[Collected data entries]

* * * * * * * * *

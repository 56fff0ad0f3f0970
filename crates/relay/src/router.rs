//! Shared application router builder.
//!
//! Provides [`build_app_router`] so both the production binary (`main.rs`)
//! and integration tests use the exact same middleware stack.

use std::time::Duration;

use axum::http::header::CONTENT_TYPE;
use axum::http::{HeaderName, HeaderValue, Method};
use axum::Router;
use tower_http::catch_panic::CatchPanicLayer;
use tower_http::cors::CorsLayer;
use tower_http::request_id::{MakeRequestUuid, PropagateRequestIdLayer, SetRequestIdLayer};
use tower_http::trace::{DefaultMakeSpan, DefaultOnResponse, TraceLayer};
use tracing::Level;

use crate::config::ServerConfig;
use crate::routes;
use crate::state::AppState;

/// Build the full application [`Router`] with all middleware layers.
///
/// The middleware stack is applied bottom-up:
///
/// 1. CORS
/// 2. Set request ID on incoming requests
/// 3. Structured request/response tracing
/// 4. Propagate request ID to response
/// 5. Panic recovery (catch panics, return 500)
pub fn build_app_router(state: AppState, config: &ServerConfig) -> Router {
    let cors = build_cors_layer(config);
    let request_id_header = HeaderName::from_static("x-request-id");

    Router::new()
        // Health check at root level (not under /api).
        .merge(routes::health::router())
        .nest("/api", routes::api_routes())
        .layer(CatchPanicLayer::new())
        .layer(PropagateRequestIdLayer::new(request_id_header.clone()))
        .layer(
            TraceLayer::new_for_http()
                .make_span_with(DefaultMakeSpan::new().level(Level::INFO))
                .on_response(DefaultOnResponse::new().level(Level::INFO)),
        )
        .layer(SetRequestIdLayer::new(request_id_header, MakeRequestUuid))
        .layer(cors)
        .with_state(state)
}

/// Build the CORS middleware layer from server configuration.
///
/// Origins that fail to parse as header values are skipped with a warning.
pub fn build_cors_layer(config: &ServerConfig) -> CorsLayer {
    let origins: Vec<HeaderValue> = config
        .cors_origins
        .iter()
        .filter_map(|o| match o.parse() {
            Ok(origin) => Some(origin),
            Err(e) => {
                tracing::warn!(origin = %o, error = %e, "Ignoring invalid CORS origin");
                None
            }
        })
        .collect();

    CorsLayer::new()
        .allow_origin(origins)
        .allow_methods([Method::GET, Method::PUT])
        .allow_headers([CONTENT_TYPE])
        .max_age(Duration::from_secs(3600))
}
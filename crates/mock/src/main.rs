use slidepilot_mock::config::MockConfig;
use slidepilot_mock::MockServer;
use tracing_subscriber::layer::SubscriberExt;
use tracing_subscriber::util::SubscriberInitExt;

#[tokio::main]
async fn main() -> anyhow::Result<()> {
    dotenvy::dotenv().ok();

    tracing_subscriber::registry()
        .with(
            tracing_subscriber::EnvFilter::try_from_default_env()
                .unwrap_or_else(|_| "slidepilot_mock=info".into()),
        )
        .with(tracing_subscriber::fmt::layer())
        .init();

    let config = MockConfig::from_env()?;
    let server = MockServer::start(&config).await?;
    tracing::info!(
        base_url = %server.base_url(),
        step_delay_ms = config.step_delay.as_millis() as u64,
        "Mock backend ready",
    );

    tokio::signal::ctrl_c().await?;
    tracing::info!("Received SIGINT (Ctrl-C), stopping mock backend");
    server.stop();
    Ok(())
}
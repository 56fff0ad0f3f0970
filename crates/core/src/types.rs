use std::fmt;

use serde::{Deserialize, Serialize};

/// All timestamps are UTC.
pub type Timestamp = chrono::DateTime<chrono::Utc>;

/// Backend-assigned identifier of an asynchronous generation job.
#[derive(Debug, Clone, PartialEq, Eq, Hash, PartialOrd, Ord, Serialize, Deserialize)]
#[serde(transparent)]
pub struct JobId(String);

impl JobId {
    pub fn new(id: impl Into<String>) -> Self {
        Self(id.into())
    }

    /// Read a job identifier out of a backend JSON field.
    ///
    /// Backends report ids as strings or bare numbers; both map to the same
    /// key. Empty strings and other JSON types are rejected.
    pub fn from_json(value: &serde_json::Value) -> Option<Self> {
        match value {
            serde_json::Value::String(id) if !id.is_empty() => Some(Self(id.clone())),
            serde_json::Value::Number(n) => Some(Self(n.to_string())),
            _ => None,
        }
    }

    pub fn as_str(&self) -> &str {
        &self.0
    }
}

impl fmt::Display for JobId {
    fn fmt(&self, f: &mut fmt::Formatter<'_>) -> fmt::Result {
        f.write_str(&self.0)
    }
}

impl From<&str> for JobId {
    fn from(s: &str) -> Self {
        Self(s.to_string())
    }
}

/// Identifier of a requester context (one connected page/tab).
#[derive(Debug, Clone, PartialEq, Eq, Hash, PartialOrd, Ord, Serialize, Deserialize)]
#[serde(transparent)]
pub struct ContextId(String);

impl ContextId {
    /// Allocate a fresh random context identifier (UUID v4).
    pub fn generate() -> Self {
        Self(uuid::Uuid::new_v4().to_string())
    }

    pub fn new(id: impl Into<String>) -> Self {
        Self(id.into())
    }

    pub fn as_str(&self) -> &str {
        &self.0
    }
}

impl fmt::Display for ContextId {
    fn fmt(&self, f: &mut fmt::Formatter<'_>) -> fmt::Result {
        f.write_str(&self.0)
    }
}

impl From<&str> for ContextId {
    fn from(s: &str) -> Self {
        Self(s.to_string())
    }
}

* * * * * * * * *

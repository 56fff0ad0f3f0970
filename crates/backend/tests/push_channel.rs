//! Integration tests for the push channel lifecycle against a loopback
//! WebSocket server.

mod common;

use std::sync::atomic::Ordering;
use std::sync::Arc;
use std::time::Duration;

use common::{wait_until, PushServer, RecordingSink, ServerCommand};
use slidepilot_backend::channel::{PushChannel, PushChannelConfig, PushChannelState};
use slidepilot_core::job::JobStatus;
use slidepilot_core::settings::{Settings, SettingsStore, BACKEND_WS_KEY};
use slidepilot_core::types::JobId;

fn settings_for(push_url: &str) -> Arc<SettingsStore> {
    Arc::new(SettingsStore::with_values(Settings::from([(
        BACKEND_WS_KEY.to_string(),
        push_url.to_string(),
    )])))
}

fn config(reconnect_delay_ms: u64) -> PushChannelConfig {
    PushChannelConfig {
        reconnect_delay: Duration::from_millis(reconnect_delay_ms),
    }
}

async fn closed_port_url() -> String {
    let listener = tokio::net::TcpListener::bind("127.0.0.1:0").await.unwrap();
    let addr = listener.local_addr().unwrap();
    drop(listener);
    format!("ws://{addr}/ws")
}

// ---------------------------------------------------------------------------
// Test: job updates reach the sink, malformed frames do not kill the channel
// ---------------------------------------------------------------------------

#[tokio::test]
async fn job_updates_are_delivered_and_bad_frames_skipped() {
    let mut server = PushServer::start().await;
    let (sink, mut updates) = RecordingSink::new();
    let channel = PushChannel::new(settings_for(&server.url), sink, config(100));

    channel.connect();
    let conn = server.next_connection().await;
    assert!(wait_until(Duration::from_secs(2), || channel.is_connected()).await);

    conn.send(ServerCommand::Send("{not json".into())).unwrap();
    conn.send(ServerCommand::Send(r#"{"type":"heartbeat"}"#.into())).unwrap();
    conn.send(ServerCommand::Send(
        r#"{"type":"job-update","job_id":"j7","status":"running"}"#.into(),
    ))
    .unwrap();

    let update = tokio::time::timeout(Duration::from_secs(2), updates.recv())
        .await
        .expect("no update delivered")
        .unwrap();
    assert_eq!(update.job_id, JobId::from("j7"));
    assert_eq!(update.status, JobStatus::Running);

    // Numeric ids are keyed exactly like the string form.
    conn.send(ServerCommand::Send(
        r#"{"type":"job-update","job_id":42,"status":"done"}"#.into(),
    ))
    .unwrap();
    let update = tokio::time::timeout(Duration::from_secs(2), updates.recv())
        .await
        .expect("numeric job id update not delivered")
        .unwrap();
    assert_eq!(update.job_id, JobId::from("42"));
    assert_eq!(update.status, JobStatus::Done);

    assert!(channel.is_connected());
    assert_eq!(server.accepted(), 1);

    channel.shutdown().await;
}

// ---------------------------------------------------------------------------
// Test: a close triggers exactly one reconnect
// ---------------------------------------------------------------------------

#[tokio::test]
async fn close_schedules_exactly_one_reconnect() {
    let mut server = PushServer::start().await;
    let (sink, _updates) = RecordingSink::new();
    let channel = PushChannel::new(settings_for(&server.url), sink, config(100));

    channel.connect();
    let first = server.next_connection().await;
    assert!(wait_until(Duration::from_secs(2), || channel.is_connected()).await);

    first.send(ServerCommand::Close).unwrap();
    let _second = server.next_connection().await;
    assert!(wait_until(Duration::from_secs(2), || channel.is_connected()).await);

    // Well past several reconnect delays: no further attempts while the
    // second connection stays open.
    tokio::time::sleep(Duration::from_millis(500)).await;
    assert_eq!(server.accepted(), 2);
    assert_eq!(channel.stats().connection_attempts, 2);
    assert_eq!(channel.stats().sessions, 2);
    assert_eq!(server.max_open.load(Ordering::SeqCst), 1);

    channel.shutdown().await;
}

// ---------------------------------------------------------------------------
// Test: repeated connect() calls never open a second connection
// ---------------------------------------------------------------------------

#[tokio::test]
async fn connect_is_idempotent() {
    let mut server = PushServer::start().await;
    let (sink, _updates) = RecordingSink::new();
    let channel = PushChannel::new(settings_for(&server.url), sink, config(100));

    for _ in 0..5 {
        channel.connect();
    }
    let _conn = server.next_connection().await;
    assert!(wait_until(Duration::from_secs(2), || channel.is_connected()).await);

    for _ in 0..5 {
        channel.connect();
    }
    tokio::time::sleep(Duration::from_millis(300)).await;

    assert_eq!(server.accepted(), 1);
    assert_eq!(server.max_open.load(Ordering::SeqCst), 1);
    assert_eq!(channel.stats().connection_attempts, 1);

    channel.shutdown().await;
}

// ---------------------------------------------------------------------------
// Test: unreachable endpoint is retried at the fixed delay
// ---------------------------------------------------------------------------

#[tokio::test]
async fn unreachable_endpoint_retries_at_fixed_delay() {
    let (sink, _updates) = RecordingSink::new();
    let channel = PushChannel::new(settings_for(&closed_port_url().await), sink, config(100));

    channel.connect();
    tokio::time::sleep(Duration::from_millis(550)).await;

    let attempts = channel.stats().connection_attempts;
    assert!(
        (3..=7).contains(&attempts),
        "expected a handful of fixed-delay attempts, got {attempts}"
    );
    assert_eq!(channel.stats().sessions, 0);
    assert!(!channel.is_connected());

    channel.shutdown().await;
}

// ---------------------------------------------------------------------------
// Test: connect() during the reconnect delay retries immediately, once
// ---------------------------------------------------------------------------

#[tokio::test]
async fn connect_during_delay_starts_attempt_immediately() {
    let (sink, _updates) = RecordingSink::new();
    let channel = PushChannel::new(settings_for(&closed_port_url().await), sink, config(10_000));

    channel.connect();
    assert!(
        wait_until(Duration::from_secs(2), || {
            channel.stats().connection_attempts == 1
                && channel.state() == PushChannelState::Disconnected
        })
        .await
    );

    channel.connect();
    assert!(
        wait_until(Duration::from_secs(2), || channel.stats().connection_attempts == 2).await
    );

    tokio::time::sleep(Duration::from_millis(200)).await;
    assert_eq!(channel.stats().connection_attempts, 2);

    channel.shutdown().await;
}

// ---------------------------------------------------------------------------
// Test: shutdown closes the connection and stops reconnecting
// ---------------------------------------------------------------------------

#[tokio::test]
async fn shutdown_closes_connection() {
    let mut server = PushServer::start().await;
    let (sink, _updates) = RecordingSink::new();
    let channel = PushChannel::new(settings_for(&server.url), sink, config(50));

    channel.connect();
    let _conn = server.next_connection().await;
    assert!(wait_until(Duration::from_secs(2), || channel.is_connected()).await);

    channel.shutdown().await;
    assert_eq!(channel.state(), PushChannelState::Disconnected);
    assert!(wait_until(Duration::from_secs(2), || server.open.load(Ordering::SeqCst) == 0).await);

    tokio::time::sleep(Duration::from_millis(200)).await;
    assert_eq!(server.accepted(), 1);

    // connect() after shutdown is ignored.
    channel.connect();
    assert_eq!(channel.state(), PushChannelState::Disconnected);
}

* * * * * * * * *

TASK TO COMPLETE :: Please return every line of the records above that contains the word "CatchPanicLayer".

OUTPUT ::
use tower_http::catch_panic::CatchPanicLayer;
        .layer(CatchPanicLayer::new())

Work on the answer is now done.